Mechanic Accents, by Michael Denning
(New York: Verso, 1987): 257

Reviewed by Mark McClure


The American dime novel was the most widely read literature of the nineteenth century. The cheap fictions of George Lippard, Ned Buntline, Laura Jean Libbey, and scores of anonymous authors greatly outsold their high brow contemporaries, works by canonized writers like Henry James. Despite their enormous popularity, dime novels are no longer read and were dismissed by twentieth century critics as either trite escapist entertainment or regarded nostalgically as mere allegorical fairy tales. In Mechanic Accents, Michael Denning presents the first detailed study of the American dime novel phenomenon, bringing to bear an unrivalled knowledge of the primary material. The book explores both the social conditions which led to their popularity and the thematic conventions of the novels themselves, demonstrating that they are indeed worth studying. He declares that, "view[ing] these books that collectors prize through the culture of craftworkers, factory operatives, and laborers rescues them from a kind of patronizing and patriotic nostalgia, and situates them not in a pastoral golden age but in the class conflicts of the gilded age" (16). He concludes that their central function--representing the utopian longings of their working-class readerships--has previously been missed by critics.
The "mechanic accents" of the title offer a way to designate the dime novel in postbellum society as a form of production--the writers as mechanics working in a fiction factory--and as the embodiment of social consciousness--providing a voice for the mechanics themselves. The fiction factories did not sell the author (indeed the author was usually kept anonymous) but a character, in the form of a proletarian hero. In the book's second section, Denning gives a few examples of the dime novel hero, including the urban mechanic-detective, the virtuous "knight" of labor fighting the evil capitalists "lords" of the factory, and the modern version of Cinderella, the working girl. In each chapter, the author provides textual analysis from five or six representative cheap fictions to illustrate the nuanced and inflected voice of class struggle, the mechanic accents, in the novels. Denning's argument is most interesting and compelling when discussing the city mystery with its mechanic-detective urban hero.
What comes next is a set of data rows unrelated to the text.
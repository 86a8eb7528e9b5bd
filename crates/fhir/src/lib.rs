//! # Meridian FHIR Resource Model
//!
//! This crate is the resource-model boundary of the Meridian FHIR Store. It
//! defines the opaque [`Resource`] domain object, the [`Meta`] versioning
//! block resources carry about themselves, and the JSON interchange codec
//! used to move resources in and out of text form.
//!
//! The store layers above this crate treat clinical content as opaque: they
//! rely only on the structural contract enforced here (a JSON object naming
//! its `resourceType`) and on the `meta` accessors. Clinical schema
//! validation belongs to profile tooling, not to this crate.
//!
//! ## Examples
//!
//! ```
//! use meridian_fhir::Resource;
//!
//! let patient = Resource::from_json(
//!     r#"{"resourceType": "Patient", "id": "example", "active": true}"#,
//! ).unwrap();
//!
//! assert_eq!(patient.type_name(), "Patient");
//! assert_eq!(patient.id(), Some("example"));
//!
//! let text = patient.to_json().unwrap();
//! assert_eq!(Resource::from_json(&text).unwrap(), patient);
//! ```

#![warn(missing_docs)]

pub mod error;
pub mod json;
pub mod resource;

pub use error::{ModelError, Result};
pub use resource::{Meta, Resource};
Unlike the genteel detectives of high brow literature (Poe's Dupin and Conan Doyle's Sherlock Holmes), the dime novel detective is a proletarian hero. Theoretically informed by Karl Marx and Marxist critics, especially Fredric Jameson, Denning proves that the dime detective is thoroughly class conscious. The mechanic-detective does not use the powers of deductions his genteel predecessors relied on; rather, he uses disguises to become anyone at anytime. A Marxist reading of the dime novel detective indicates that his power comes through his use of disguise; it allows him to traverse all social distinctions. One minute he can be a vagrant gathering information on the street, the next minute he is in a Park Avenue ballroom socializing with industry tycoons. Even if the typical ending reveals the detective to be a prince or a millionaire, we never forget that he is first a working man. After the revelation, he continues his dual class life, a wealthy man that is also a working man. The conventional happy ending of the detective story is characteristic of the cheap stories' need for a utopian conclusion and has unfairly stigmatized the dime novel as trite and escapist literature, thus critically irrelevant.
Denning fittingly ends his book with an ideological reevaluation of the happy ending of the dime novel. He cites Walter Benjamin and Ernst Bloch's arguments that the fairy tale is vital because it is traditionally the story of the working class. In nineteenth century genteel fiction, strikes were always lost; in the dime novel, strikes are always won. If a working woman dies tragically in a genteel novel, in a dime novel, she triumphs magically. The working class audience preferred the cheap stories because they found a voice in the dime novel that genteel fiction would not allow them. Denning concludes that, "these unhappy endings are surely not simply realistic depictions of a harsh world, but myths of a supposed necessity; and if the happy endings are escapes, they are escapes from the nightmares of bourgeois myths" (212). Authors like Henry James objected to the fairy tale endings of his popular counterparts, describing them as the banal "distribution at the last of prizes, pensions, husbands, wives, babies, millions, appended paragraphs, and cheerful remarks" (213). The "distribution" that James disapproves of is, in dime novels, a redistribution--a rightful "expropriation of the expropriators" (213).